Background: Epithelioid trophoblastic tumor (ETT) is a rare gestational trophoblastic neoplasm of intermediate trophoblasts. It was first described by Shih and Kurman [Am J Surg Pathol 1998;22:1393-1403] who outlined its clinicopathologic characteristics in 14 cases, establishing it as a distinct entity of gestational trophoblastic tumors. It represents 1.39% of all gestational trophoblastic diseases. Most cases are reported in reproductive-age women following a prior gestation with a time interval between 2 weeks and 30 years. ETT is extremely rare in postmenopausal women.
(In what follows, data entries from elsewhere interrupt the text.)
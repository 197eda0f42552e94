//! Top-level error wrapper types.

use crate::{
    CancelledError, ConfigError, GenerationError, HttpError, InputError, JsonError,
    PipelineStage, ProviderError, RetryableError, StageError, StorageError, TimeoutError,
    ToolError,
};

/// Every failure the pipeline can report.
///
/// # Examples
///
/// ```
/// use adreel_error::{AdreelError, HttpError};
///
/// let http_err = HttpError::new("Connection failed");
/// let err: AdreelError = http_err.into();
/// assert!(format!("{}", err).contains("HTTP Error"));
/// ```
#[derive(Debug, derive_more::From, derive_more::Display, derive_more::Error)]
pub enum AdreelErrorKind {
    /// HTTP transport error
    #[from(HttpError)]
    Http(HttpError),
    /// JSON serialization/deserialization error
    #[from(JsonError)]
    Json(JsonError),
    /// Configuration error
    #[from(ConfigError)]
    Config(ConfigError),
    /// Media storage error
    #[from(StorageError)]
    Storage(StorageError),
    /// Upstream model or video service error
    #[from(ProviderError)]
    Provider(ProviderError),
    /// Remote task reported failure
    #[from(GenerationError)]
    Generation(GenerationError),
    /// Invalid pipeline input
    #[from(InputError)]
    Input(InputError),
    /// External tool failure
    #[from(ToolError)]
    Tool(ToolError),
    /// Polling bound exceeded
    #[from(TimeoutError)]
    Timeout(TimeoutError),
    /// Caller cancelled the operation
    #[from(CancelledError)]
    Cancelled(CancelledError),
    /// Failure attributed to a pipeline stage
    #[from(StageError)]
    Stage(StageError),
}

/// Adreel error with kind discrimination.
///
/// # Examples
///
/// ```
/// use adreel_error::{AdreelResult, ConfigError};
///
/// fn might_fail() -> AdreelResult<()> {
///     Err(ConfigError::new("Missing field"))?
/// }
///
/// assert!(might_fail().is_err());
/// ```
#[derive(Debug, derive_more::Display, derive_more::Error)]
#[display("Adreel Error: {}", _0)]
pub struct AdreelError(Box<AdreelErrorKind>);

impl AdreelError {
    /// Create a new error from a kind.
    pub fn new(kind: AdreelErrorKind) -> Self {
        Self(Box::new(kind))
    }

    /// Get the error kind.
    pub fn kind(&self) -> &AdreelErrorKind {
        &self.0
    }

    /// Stage the failure is attributed to, if any.
    pub fn stage(&self) -> Option<PipelineStage> {
        match self.kind() {
            AdreelErrorKind::Stage(e) => Some(e.stage),
            _ => None,
        }
    }

    /// Underlying error kind with stage wrappers removed.
    pub fn root_kind(&self) -> &AdreelErrorKind {
        match self.kind() {
            AdreelErrorKind::Stage(e) => e.source.root_kind(),
            kind => kind,
        }
    }
}

// Generic From implementation for any type that converts to AdreelErrorKind
impl<T> From<T> for AdreelError
where
    T: Into<AdreelErrorKind>,
{
    fn from(err: T) -> Self {
        Self::new(err.into())
    }
}

impl RetryableError for AdreelError {
    fn is_retryable(&self) -> bool {
        match self.root_kind() {
            AdreelErrorKind::Provider(e) => e.kind.is_retryable(),
            AdreelErrorKind::Http(_) => true,
            _ => false,
        }
    }

    fn retry_strategy_params(&self) -> (u64, usize, u64) {
        match self.root_kind() {
            AdreelErrorKind::Provider(e) => e.kind.retry_strategy_params(),
            AdreelErrorKind::Http(_) => (1000, 3, 10),
            _ => (2000, 5, 60),
        }
    }
}

/// Result type for adreel operations.
///
/// # Examples
///
/// ```
/// use adreel_error::{AdreelResult, HttpError};
///
/// fn fetch_clip() -> AdreelResult<Vec<u8>> {
///     Err(HttpError::new("404 Not Found"))?
/// }
/// ```
pub type AdreelResult<T> = std::result::Result<T, AdreelError>;
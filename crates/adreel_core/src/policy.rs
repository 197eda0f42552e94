//! Handling of storyboards whose shot count differs from the request.

use crate::Storyboard;
use serde::{Deserialize, Serialize};

/// What to do when the model returns a different number of shots than asked.
///
/// # Examples
///
/// ```
/// use adreel_core::{Shot, ShotCountPolicy, Storyboard};
///
/// let board = Storyboard::new(vec![Shot::new("Wide shot"); 3]);
/// let kept = ShotCountPolicy::Truncate.apply(board.clone(), 2).unwrap();
/// assert_eq!(kept.len(), 2);
/// assert!(ShotCountPolicy::Reject.apply(board, 2).is_none());
/// ```
#[derive(
    Debug,
    Clone,
    Copy,
    Default,
    PartialEq,
    Eq,
    Hash,
    Serialize,
    Deserialize,
    strum::Display,
    strum::EnumString,
)]
#[serde(rename_all = "lowercase")]
#[strum(serialize_all = "lowercase")]
pub enum ShotCountPolicy {
    /// Drop surplus shots, keep short lists as they are
    #[default]
    Truncate,
    /// Pass the storyboard through unchanged
    Keep,
    /// Refuse any mismatch
    Reject,
}

impl ShotCountPolicy {
    /// Apply the policy. `None` means the storyboard was rejected.
    pub fn apply(self, storyboard: Storyboard, requested: usize) -> Option<Storyboard> {
        match self {
            Self::Truncate => Some(storyboard.truncated(requested)),
            Self::Keep => Some(storyboard),
            Self::Reject if storyboard.len() == requested => Some(storyboard),
            Self::Reject => None,
        }
    }
}
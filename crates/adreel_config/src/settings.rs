//! Configuration structures and loaders.

use adreel_core::{AspectRatio, ClipDuration, ProviderKind, ShotCountPolicy};
use adreel_error::{AdreelError, AdreelResult, ConfigError};
use config::{Config, ConfigBuilder, Environment, File, FileFormat, builder::DefaultState};
use serde::{Deserialize, Serialize};
use std::collections::HashMap;
use std::path::{Path, PathBuf};
use std::time::Duration;
use tracing::{debug, instrument};

/// Bundled default configuration
const DEFAULT_CONFIG: &str = include_str!("../../../adreel.toml");

/// Language model endpoint used by the planner.
#[derive(Debug, Clone, PartialEq, Deserialize, Serialize)]
pub struct GatewayConfig {
    /// Chat endpoint URL
    pub url: String,
    /// Model identifier
    pub model: String,
    /// Request timeout in seconds
    pub timeout_secs: u64,
}

impl GatewayConfig {
    /// Request timeout.
    pub fn timeout(&self) -> Duration {
        Duration::from_secs(self.timeout_secs)
    }
}

impl Default for GatewayConfig {
    fn default() -> Self {
        Self {
            url: "http://localhost:11434/api/chat".to_string(),
            model: "phi3".to_string(),
            timeout_secs: 30,
        }
    }
}

/// Storyboard planner settings.
#[derive(Debug, Clone, PartialEq, Deserialize, Serialize)]
pub struct PlannerConfig {
    /// Shots requested when the caller gives no count
    pub max_scenes: usize,
    /// Sampling temperature of the draft round
    pub draft_temperature: f32,
    /// Sampling temperature of the critique round
    pub critique_temperature: f32,
    /// Sampling temperature of the refine round
    pub refine_temperature: f32,
    /// Handling of shot-count mismatches
    #[serde(default)]
    pub shot_count_policy: ShotCountPolicy,
}

impl Default for PlannerConfig {
    fn default() -> Self {
        Self {
            max_scenes: 4,
            draft_temperature: 0.4,
            critique_temperature: 0.3,
            refine_temperature: 0.2,
            shot_count_policy: ShotCountPolicy::default(),
        }
    }
}

/// Media directory layout.
#[derive(Debug, Clone, PartialEq, Deserialize, Serialize)]
pub struct MediaConfig {
    /// Root holding `clips/` and `final/`
    pub root: PathBuf,
    /// Placeholder copied by the mock provider
    pub sample_clip: PathBuf,
}

impl Default for MediaConfig {
    fn default() -> Self {
        Self {
            root: PathBuf::from("media"),
            sample_clip: PathBuf::from("media/sample/sample.mp4"),
        }
    }
}

/// Clip generation settings.
#[derive(Debug, Clone, PartialEq, Deserialize, Serialize)]
pub struct VideoConfig {
    /// Active clip provider
    pub provider: ProviderKind,
    /// Scenes generated at the same time
    pub max_concurrent_scenes: usize,
    /// Extra attempts per scene for retryable failures
    #[serde(default)]
    pub scene_retries: usize,
    /// Aspect ratio of every scene
    #[serde(default)]
    pub default_aspect_ratio: AspectRatio,
    /// Duration used when a shot has none
    #[serde(default)]
    pub default_duration: ClipDuration,
}

impl Default for VideoConfig {
    fn default() -> Self {
        Self {
            provider: ProviderKind::Mock,
            max_concurrent_scenes: 4,
            scene_retries: 0,
            default_aspect_ratio: AspectRatio::default(),
            default_duration: ClipDuration::default(),
        }
    }
}

/// External concatenation tool.
#[derive(Debug, Clone, PartialEq, Deserialize, Serialize)]
pub struct AssemblerConfig {
    /// Program name or path
    pub program: String,
}

impl Default for AssemblerConfig {
    fn default() -> Self {
        Self {
            program: "ffmpeg".to_string(),
        }
    }
}

/// Connection and polling settings for one remote video provider.
///
/// # Example
///
/// ```toml
/// [providers.luma]
/// base_url = "https://api.piapi.ai"
/// api_key_env = "PIAPI_API_KEY"
/// poll_interval_ms = 3000
/// max_attempts = 200
/// deadline_secs = 600
/// model = "ray-v1"
/// ```
#[derive(Debug, Clone, PartialEq, Deserialize, Serialize)]
pub struct RemoteProviderConfig {
    /// API base URL
    pub base_url: String,
    /// Environment variable holding the API key
    pub api_key_env: String,
    /// Delay between status checks in milliseconds
    pub poll_interval_ms: u64,
    /// Maximum status checks per task
    pub max_attempts: usize,
    /// Wall-clock limit per task in seconds
    pub deadline_secs: u64,
    /// Provider-side model name
    #[serde(default, skip_serializing_if = "Option::is_none")]
    pub model: Option<String>,
    /// Output resolution
    #[serde(default, skip_serializing_if = "Option::is_none")]
    pub resolution: Option<String>,
}

impl RemoteProviderConfig {
    /// Delay between status checks.
    pub fn poll_interval(&self) -> Duration {
        Duration::from_millis(self.poll_interval_ms)
    }

    /// Wall-clock limit per task.
    pub fn deadline(&self) -> Duration {
        Duration::from_secs(self.deadline_secs)
    }

    /// The API key, if its environment variable is set and non-empty.
    pub fn api_key(&self) -> Option<String> {
        std::env::var(&self.api_key_env)
            .ok()
            .filter(|key| !key.trim().is_empty())
    }
}

/// Top-level adreel configuration.
///
/// # Example
///
/// ```no_run
/// use adreel_config::AdreelConfig;
///
/// # fn main() -> Result<(), Box<dyn std::error::Error>> {
/// let config = AdreelConfig::load()?;
/// println!("Video provider: {}", config.video.provider);
/// # Ok(())
/// # }
/// ```
#[derive(Debug, Clone, PartialEq, Deserialize, Serialize, Default)]
pub struct AdreelConfig {
    /// Language model endpoint
    #[serde(default)]
    pub gateway: GatewayConfig,
    /// Planner settings
    #[serde(default)]
    pub planner: PlannerConfig,
    /// Media layout
    #[serde(default)]
    pub media: MediaConfig,
    /// Clip generation settings
    #[serde(default)]
    pub video: VideoConfig,
    /// Concatenation tool
    #[serde(default)]
    pub assembler: AssemblerConfig,
    /// Remote provider settings keyed by provider name
    #[serde(default)]
    pub providers: HashMap<String, RemoteProviderConfig>,
}

impl AdreelConfig {
    /// Load bundled defaults overlaid by one explicit file.
    ///
    /// # Errors
    ///
    /// Returns an error if the file cannot be read or parsed.
    #[instrument(skip(path), fields(path = %path.as_ref().display()))]
    pub fn from_file(path: impl AsRef<Path>) -> AdreelResult<Self> {
        debug!("Loading configuration from file");

        let path = path.as_ref();
        let builder = Self::defaults().add_source(File::from(path));
        Self::finish(builder).map_err(|e| {
            AdreelError::from(ConfigError::load(path.display(), e))
        })
    }

    /// Load configuration with precedence: env > current dir > home dir > bundled default.
    ///
    /// User config files are optional and skipped when absent.
    #[instrument]
    pub fn load() -> AdreelResult<Self> {
        debug!("Loading configuration with precedence: env > current dir > home dir > bundled defaults");

        let mut builder = Self::defaults();

        if let Some(home) = dirs::home_dir() {
            let home_config = home.join(".config/adreel/adreel.toml");
            builder = builder.add_source(File::from(home_config).required(false));
        }

        builder = builder
            .add_source(File::with_name("adreel").required(false))
            .add_source(
                Environment::with_prefix("ADREEL")
                    .prefix_separator("__")
                    .separator("__")
                    .try_parsing(true),
            );

        Self::finish(builder).map_err(|e| {
            AdreelError::from(ConfigError::load("layered sources", e))
        })
    }

    /// Settings for a remote provider. `None` for the mock provider or an unknown name.
    pub fn provider(&self, kind: ProviderKind) -> Option<&RemoteProviderConfig> {
        self.providers.get(kind.as_ref())
    }

    fn defaults() -> ConfigBuilder<DefaultState> {
        Config::builder().add_source(File::from_str(DEFAULT_CONFIG, FileFormat::Toml))
    }

    fn finish(builder: ConfigBuilder<DefaultState>) -> Result<Self, config::ConfigError> {
        builder.build()?.try_deserialize()
    }
}
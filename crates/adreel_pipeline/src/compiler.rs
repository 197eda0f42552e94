//! Storyboard to scene request compilation.

use adreel_config::VideoConfig;
use adreel_core::{AspectRatio, ClipDuration, SceneRequest, Shot, Storyboard};

/// Build the video prompt for one shot.
///
/// Present fields are joined with `", "` in a fixed order: shot type, camera,
/// context, focus, the product clause, then any on-screen text. Absent fields
/// leave no trace in the prompt.
///
/// # Examples
///
/// ```
/// use adreel_core::{OnScreenText, Shot};
/// use adreel_pipeline::shot_to_prompt;
///
/// assert_eq!(
///     shot_to_prompt(&Shot::new("Close-up"), "a brass lamp"),
///     "Close-up shot, high quality cinematic ad of a brass lamp"
/// );
///
/// let shot = Shot::new("Wide shot")
///     .with_camera("Slow pan")
///     .with_context("a sunlit kitchen")
///     .with_text(OnScreenText::overlay("Shop now"));
/// assert_eq!(
///     shot_to_prompt(&shot, "a brass lamp"),
///     "Wide shot, Slow pan, in a sunlit kitchen, \
///      high quality cinematic ad of a brass lamp, with on-screen text: \"Shop now\""
/// );
/// ```
pub fn shot_to_prompt(shot: &Shot, product_description: &str) -> String {
    let mut parts = Vec::with_capacity(6);

    if let Some(shot_type) = &shot.shot_type {
        // Model output often names the type "Wide shot" already
        if shot_type.to_lowercase().ends_with("shot") {
            parts.push(shot_type.clone());
        } else {
            parts.push(format!("{} shot", shot_type));
        }
    }
    if let Some(camera) = &shot.camera {
        parts.push(camera.clone());
    }
    if let Some(context) = &shot.context {
        parts.push(format!("in {}", context));
    }
    if let Some(focus) = &shot.focus {
        parts.push(format!("focused on {}", focus));
    }
    parts.push(format!("high quality cinematic ad of {}", product_description));
    if let Some(text) = &shot.on_screen_text {
        parts.push(format!("with on-screen text: \"{}\"", text.text));
    }

    parts.join(", ")
}

/// Compiles storyboards into ordered scene requests.
#[derive(Debug, Clone, Copy, Default, PartialEq, Eq)]
pub struct SceneCompiler {
    default_aspect_ratio: AspectRatio,
    default_duration: ClipDuration,
}

impl SceneCompiler {
    /// Create a compiler with the given defaults.
    pub fn new(default_aspect_ratio: AspectRatio, default_duration: ClipDuration) -> Self {
        Self {
            default_aspect_ratio,
            default_duration,
        }
    }

    /// Create a compiler from the `[video]` section.
    pub fn from_config(config: &VideoConfig) -> Self {
        Self::new(config.default_aspect_ratio, config.default_duration)
    }

    /// Aspect ratio applied to every scene.
    pub fn default_aspect_ratio(&self) -> AspectRatio {
        self.default_aspect_ratio
    }

    /// Duration used for shots that carry none.
    pub fn default_duration(&self) -> ClipDuration {
        self.default_duration
    }

    /// Compile every shot, in storyboard order.
    ///
    /// Scene `i` comes from shot `i`. Durations are bucketed with
    /// [`ClipDuration::clamp`]. An empty storyboard yields no scenes.
    #[tracing::instrument(skip_all, fields(shots = storyboard.len()))]
    pub fn compile(&self, storyboard: &Storyboard, product_description: &str) -> Vec<SceneRequest> {
        let scenes: Vec<SceneRequest> = storyboard
            .shots
            .iter()
            .enumerate()
            .map(|(index, shot)| SceneRequest {
                index,
                prompt: shot_to_prompt(shot, product_description),
                duration: shot
                    .duration
                    .map(ClipDuration::clamp)
                    .unwrap_or(self.default_duration),
                aspect_ratio: self.default_aspect_ratio,
            })
            .collect();

        tracing::debug!(scenes = scenes.len(), "Compiled storyboard");
        scenes
    }
}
It is commonly misdiagnosed as a squamous cell carcinoma (SCC), poorly differentiated carcinoma or another gestational trophoblastic tumor. Limited data is available regarding its cytological features on Pap smears. Cases: We report 2 cases of uterine ETT occurring in postmenopausal women. In both cases, an initial diagnosis of an SCC and a poorly differentiated carcinoma was rendered. We highlight the features of ETT helpful in differentiating it from other mimickers with emphasis on rarely reported cytological features of this neoplasm. Conclusion: ETT is a rare tumor with characteristic cytological features, but is commonly confused with SCC. A high index of suspicion is needed to make the correct diagnosis or to raise the consideration of ETT, especially in cases with an increased β-human chorionic gonadotropin.